5 septembre 2019, 07:36, par Robert Paris

Jean-Paul Demoule, dans « Les dix millénaires oubliés qui ont fait l’histoire » :

« C’est au cours du Néolithique que les tombes nous révèlent, soit par les objets qu’emporte le défunt, soit par l’architecture funéraire elle-même, l’accroissement des inégalités sociales. Les monuments mégalithiques sont la forme la plus spectaculaire de l’exaltation de la puissance des chefs, protégeant leur corps et leurs richesses à jamais enfouies, et ancrant leurs sujets dans le territoire… Ces dalles étaient tirées à l’aide de cordes et roulées sur de rondins, comme cela a pu être reproduit de manière expérimentale… La chambre funéraire du dolmen de Gavrinis dans le golfe du Morbihan est recouverte de l’un des trois morceaux d’un grand menhir, qui mesurait à l’origine quatorze mètres de haut, et dont un autre fragment recouvre, non loin de là, un autre dolmen célèbre, la table des Marchands de Locqmariaquer. Ces bris volontaires sont aussi l’indice de probables tensions sociales, sinon idéologiques, et l’on connaît même, non loin de là, à Beltz, toujours dans le Morbihan, tout un groupe de menhirs volontairement abattus et enterrés, dès la période néolithique… De tels monuments sont évidemment réservés aux dominants, et les morts étaient accompagnés de biens précieux, par exemple des haches polies en jadéite provenant des Alpes ou des perles en variscite venues de Catalogne…

A ces monuments démesurés, qui s’imposaient pendant plusieurs siècles sur les bords de l’Atlantique, du Portugal au Danemark, mais particulièrement sur la côte bretonne, succèdent à partir de 3500 environ avant notre ère des monuments beaucoup plus modestes et collectifs. Il s’agit des coffres en pierre, plus rarement en bois, appelés par les archéologues allées couvertes, d’environ deux mètres de large et d’une vingtaine, en moyenne, de longueur, où l’on accédait par une dalle percée d’un orifice circulaire, et qui n’étaient souvent plus recouvertes par un tertre de pierre ou de terre.

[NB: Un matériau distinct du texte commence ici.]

use std::fs::File;
use std::io::{BufWriter, Write};
use std::path::PathBuf;
use std::sync::atomic::{AtomicBool, Ordering};
use std::sync::Arc;
use std::time::{Duration, Instant};

use crate::audio::domain::chunker::chunk_spans;
use crate::audio::domain::speech_recognizer::SpeechRecognizer;
use crate::pipeline::error::TranscribeError;
use crate::pipeline::progress::{ChunkProgress, ProgressEstimator};
use crate::shared::constants::CHUNK_LENGTH_MS;
use crate::shared::model_size::ModelSize;
use crate::video::domain::audio_extractor::AudioExtractor;
use crate::video::domain::audio_reader::AudioReader;

/// One end-to-end run from a selected video to a transcript file.
#[derive(Debug, Clone)]
pub struct Job {
    pub video_path: PathBuf,
    pub model_size: ModelSize,
    pub output_path: PathBuf,
}

#[derive(Debug, Clone, Copy)]
pub struct JobSummary {
    pub chunks: usize,
    pub total_elapsed: Duration,
}

/// Progress callback; return `false` to request cancellation.
pub type ProgressFn = Box<dyn Fn(ChunkProgress) -> bool + Send>;

/// Chunked transcription pipeline: extract audio, split into fixed-length
/// spans, transcribe each span in order, append one transcript line per span.
///
/// The decoded audio lives in a job-scoped temporary directory that is
/// removed when the job ends, whether it completed, failed, or was
/// cancelled. Chunks are processed strictly sequentially; there is no retry
/// of a failed chunk, and lines flushed before a failure stay on disk.
pub struct TranscribeVideoUseCase {
    extractor: Box<dyn AudioExtractor>,
    reader: Box<dyn AudioReader>,
    recognizer: Box<dyn SpeechRecognizer>,
    progress: Option<ProgressFn>,
    cancelled: Option<Arc<AtomicBool>>,
}

impl TranscribeVideoUseCase {
    pub fn new(
        extractor: Box<dyn AudioExtractor>,
        reader: Box<dyn AudioReader>,
        recognizer: Box<dyn SpeechRecognizer>,
        progress: Option<ProgressFn>,
        cancelled: Option<Arc<AtomicBool>>,
    ) -> Self {
        Self {
            extractor,
            reader,
            recognizer,
            progress,
            cancelled,
        }
    }

    pub fn execute(&self, job: &Job) -> Result<JobSummary, TranscribeError> {
        if !job.video_path.exists() {
            return Err(TranscribeError::Configuration(format!(
                "Input file not found: {}",
                job.video_path.display()
            )));
        }

        let overall_start = Instant::now();

        // Dropping the temp dir removes the decoded audio on every exit path.
        let temp_dir = tempfile::Builder::new()
            .prefix("videoscribe-")
            .tempdir()
            .map_err(TranscribeError::Io)?;
        let wav_path = temp_dir.path().join("audio.wav");

        self.extractor
            .extract(&job.video_path, &wav_path)
            .map_err(|e| TranscribeError::Extraction(e.to_string()))?;

        let track = self
            .reader
            .read_audio(&wav_path)
            .map_err(|e| TranscribeError::Extraction(e.to_string()))?;

        let spans = chunk_spans(track.duration_ms(), CHUNK_LENGTH_MS);
        let total = spans.len();
        log::info!(
            "Transcribing {} ({} ms of audio, {total} chunks)",
            job.video_path.display(),
            track.duration_ms()
        );

        // The transcript file is only created once extraction has succeeded.
        let file = File::create(&job.output_path)?;
        let mut out = BufWriter::new(file);
        let mut estimator = ProgressEstimator::new();

        for span in &spans {
            if self.is_cancelled() {
                return Err(TranscribeError::Cancelled);
            }

            let chunk = track.slice_ms(span.start_ms, span.end_ms);
            let chunk_start = Instant::now();
            let text = self
                .recognizer
                .transcribe(&chunk)
                .map_err(|e| TranscribeError::Transcription(e.to_string()))?;
            let chunk_elapsed = chunk_start.elapsed();
            drop(chunk);

            writeln!(out, "{text}")?;
            out.flush()?;

            estimator.push(chunk_elapsed);
            let event = ChunkProgress {
                completed: span.index + 1,
                total,
                remaining: estimator.remaining(total),
            };
            log::debug!(
                "Chunk {}/{total} took {:.1}s, {} remaining",
                event.completed,
                chunk_elapsed.as_secs_f64(),
                event.remaining
            );
            if let Some(ref cb) = self.progress {
                if !cb(event) {
                    return Err(TranscribeError::Cancelled);
                }
            }
        }

        Ok(JobSummary {
            chunks: total,
            total_elapsed: overall_start.elapsed(),
        })
    }

    fn is_cancelled(&self) -> bool {
        self.cancelled
            .as_ref()
            .is_some_and(|flag| flag.load(Ordering::Relaxed))
    }
}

Au lieu de quelques individus hors du commun accompagnés d’objets de luxe, ce sont plusieurs dizaines, voire plusieurs centaines de corps qui y étaient déposés, au fur et à mesure des décès, et presque sans objets d’accompagnement… Il semble donc qu’avec ces allées couvertes la pyramide sociale se sont nettement abaissée et que les rituels funéraires, visiblement minimalistes, soient maintenant accessibles, sinon à toute la communauté, du moins à des clans familiaux, dont on peut supposer qu’ils ont été le lieu de résistance à des pouvoirs personnels excessifs. »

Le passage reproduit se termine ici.